Jonny Bairstow accused of double standards by Travis Head after Lord’s controversy
Australia’s Travis Head has accused Jonny Bairstow of hypocrisy after the England wicketkeeper’s controversial stumping during the second Ashes Test at Lord’s.
Tensions flared after Bairstow was dismissed on day five, wandering out of his crease thinking that the over had concluded as Alex Carey threw his stumps down.
While just in law, and upheld by the umpires, the incident proved a flash point, with Australia’s players accosted by MCC members in the long room at the lunch interval and accused of “cheating” by sections of the crowd.
Ben Stokes, England’s captain, suggested afterwards that he would have withdrawn the appeal had he been in that situation.
But Head has now revealed that Bairstow had earlier in the series warned the left-hander that he would have no hesitation taking off the bails after the Australian nearly left himself vulnerable to dismissal in a similar situation at Edgbaston.
Head explained on the Willow Talk podcast: “I sort of reminded Jonny [Bairstow] last week I walked out of my crease at Edgbaston, at the end of the over.
“And the ball got whipped in, and I quickly whipped my bat back and questioned Jonny: would you take the stumps? And he said, ‘Bloody oath I would,’ and ran off.”
“So I sort of reminded him that remember last week when you said you’d do exactly the same thing? Whether he remembered saying that or not, but two days before he also tried to throw Marnus’ stumps down.

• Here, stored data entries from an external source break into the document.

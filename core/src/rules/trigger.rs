use std::fmt;
use std::ops::{BitAnd, BitOr, BitXor, Not};
use std::sync::Arc;

use super::{RuleContext, RuleError};
use crate::track::Track;

pub type PredicateFn = dyn Fn(&Track, &RuleContext<'_>) -> Result<bool, RuleError> + Send + Sync;

/// A predicate deciding whether a rule fires.
///
/// Triggers are cheap to clone and combine with `&`, `|`, `^` and `!`
/// (or the equivalent methods). Combinations short-circuit left to right.
#[derive(Clone)]
pub struct Trigger {
    predicate: Arc<PredicateFn>,
}

impl Trigger {
    pub fn from_fn<F>(f: F) -> Self
    where
        F: Fn(&Track, &RuleContext<'_>) -> Result<bool, RuleError> + Send + Sync + 'static,
    {
        Self {
            predicate: Arc::new(f),
        }
    }

    /// Trigger that only looks at the track itself and cannot fail
    pub fn from_track_fn<F>(f: F) -> Self
    where
        F: Fn(&Track) -> bool + Send + Sync + 'static,
    {
        Self::from_fn(move |track, _| Ok(f(track)))
    }

    pub fn constant(value: bool) -> Self {
        Self::from_fn(move |_, _| Ok(value))
    }

    pub fn always() -> Self {
        Self::constant(true)
    }

    pub fn never() -> Self {
        Self::constant(false)
    }

    pub fn matches(&self, track: &Track, ctx: &RuleContext<'_>) -> Result<bool, RuleError> {
        (self.predicate)(track, ctx)
    }

    pub fn and(self, other: Trigger) -> Trigger {
        Self::from_fn(move |t, c| Ok(self.matches(t, c)? && other.matches(t, c)?))
    }

    pub fn or(self, other: Trigger) -> Trigger {
        Self::from_fn(move |t, c| Ok(self.matches(t, c)? || other.matches(t, c)?))
    }

    pub fn xor(self, other: Trigger) -> Trigger {
        Self::from_fn(move |t, c| Ok(self.matches(t, c)? ^ other.matches(t, c)?))
    }

    #[allow(clippy::should_implement_trait)]
    pub fn not(self) -> Trigger {
        Self::from_fn(move |t, c| Ok(!self.matches(t, c)?))
    }
}

impl fmt::Debug for Trigger {
    fn fmt(&self, f: &mut fmt::Formatter<'_>) -> fmt::Result {
        f.write_str("Trigger(..)")
    }
}

impl BitAnd for Trigger {
    type Output = Trigger;

    fn bitand(self, rhs: Trigger) -> Trigger {
        self.and(rhs)
    }
}

impl BitOr for Trigger {
    type Output = Trigger;

    fn bitor(self, rhs: Trigger) -> Trigger {
        self.or(rhs)
    }
}

impl BitXor for Trigger {
    type Output = Trigger;

    fn bitxor(self, rhs: Trigger) -> Trigger {
        self.xor(rhs)
    }
}

impl Not for Trigger {
    type Output = Trigger;

    fn not(self) -> Trigger {
        Trigger::not(self)
    }
}

// ═══════════════════════════════════════════════════════════════════════════
// Construction
// ═══════════════════════════════════════════════════════════════════════════

/// Everything a [`Trigger`] can be built from
#[derive(Clone)]
pub enum TriggerSource {
    /// Used as-is
    Trigger(Trigger),
    /// Wrapped as a trigger
    Predicate(Arc<PredicateFn>),
    /// Lifted to a predicate that ignores its input
    Constant(bool),
}

impl From<Trigger> for TriggerSource {
    fn from(t: Trigger) -> Self {
        Self::Trigger(t)
    }
}

impl From<bool> for TriggerSource {
    fn from(b: bool) -> Self {
        Self::Constant(b)
    }
}

impl From<Arc<PredicateFn>> for TriggerSource {
    fn from(f: Arc<PredicateFn>) -> Self {
        Self::Predicate(f)
    }
}

impl From<TriggerSource> for Trigger {
    fn from(source: TriggerSource) -> Self {
        match source {
            TriggerSource::Trigger(t) => t,
            TriggerSource::Predicate(predicate) => Trigger { predicate },
            TriggerSource::Constant(value) => Trigger::constant(value),
        }
    }
}

/// Build a trigger from any supported source
pub fn trigger(source: impl Into<TriggerSource>) -> Trigger {
    Trigger::from(source.into())
}

#[cfg(test)]
mod tests {
    use super::*;
    use crate::rules::test_support::{packs, tagged};
    use std::sync::atomic::{AtomicUsize, Ordering};

    fn eval(t: &Trigger) -> bool {
        let (src, dst) = packs();
        let ctx = RuleContext {
            source: &src,
            destination: &dst,
        };
        t.matches(&tagged("1", &[]), &ctx).unwrap()
    }

    #[test]
    fn test_constant_lifting() {
        assert!(eval(&trigger(true)));
        assert!(!eval(&trigger(false)));
        assert!(eval(&trigger(Trigger::always())));
    }

    #[test]
    fn test_predicate_lifting() {
        let f: Arc<PredicateFn> =
            Arc::new(|t: &Track, _: &RuleContext<'_>| Ok::<_, RuleError>(t.id == "1"));
        assert!(eval(&trigger(f)));
    }

    #[test]
    fn test_combinator_truth_tables() {
        for a in [false, true] {
            for b in [false, true] {
                assert_eq!(eval(&(trigger(a) & trigger(b))), a && b);
                assert_eq!(eval(&(trigger(a) | trigger(b))), a || b);
                assert_eq!(eval(&(trigger(a) ^ trigger(b))), a ^ b);
            }
            assert_eq!(eval(&!trigger(a)), !a);
        }
    }

    #[test]
    fn test_and_short_circuits() {
        let calls = Arc::new(AtomicUsize::new(0));
        let counted = {
            let calls = Arc::clone(&calls);
            Trigger::from_fn(move |_, _| {
                calls.fetch_add(1, Ordering::SeqCst);
                Ok(true)
            })
        };
        assert!(!eval(&Trigger::never().and(counted.clone())));
        assert!(eval(&Trigger::always().or(counted)));
        assert_eq!(calls.load(Ordering::SeqCst), 0);
    }

    #[test]
    fn test_errors_propagate() {
        let failing = Trigger::from_fn(|_, _| Err(RuleError::evaluation("boom")));
        let (src, dst) = packs();
        let ctx = RuleContext {
            source: &src,
            destination: &dst,
        };
        let err = (Trigger::always() & failing)
            .matches(&tagged("1", &[]), &ctx)
            .unwrap_err();
        assert_eq!(err.to_string(), "boom");
    }
}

“So in the moment, in the heat of the battle, things come out and things have played out. I know they have questioned it differently if they were in the same situation, but with all the heat out there, doing it a couple of hours later and saying that is a little bit different than in the moment.
“We’ll never know that, we move on, and at the end of the day to the letter of the law it was out. That’s their opinion and we’ve got ours.”
Australia’s win at Lord’s followed a narrow victory in Birmingham as Pat Cummins’s side took control of the series.
Only once previously has a team come from 2-0 behind to win the Ashes, with a Don Bradman-inspired Australia overturning England in 1936/37.
Brendon McCullum, England’s coach, is confident that his side can turn things around, though, believing the Bairstow incident might “galvanise” his squad.
“In the end, they made a play, they’ve got to live with that,” McCullum said. “We would have made a different play but that’s life.
“I don’t know if it’s anger, but the unit is galvanised. There are times as a coach where you’ve got to reduce emotion because it’s going to bubble over and you can make poor decisions. And there’s times when you allow emotion to go because it’s going to galvanise the unit. That’s what I felt this emotion did for the side.”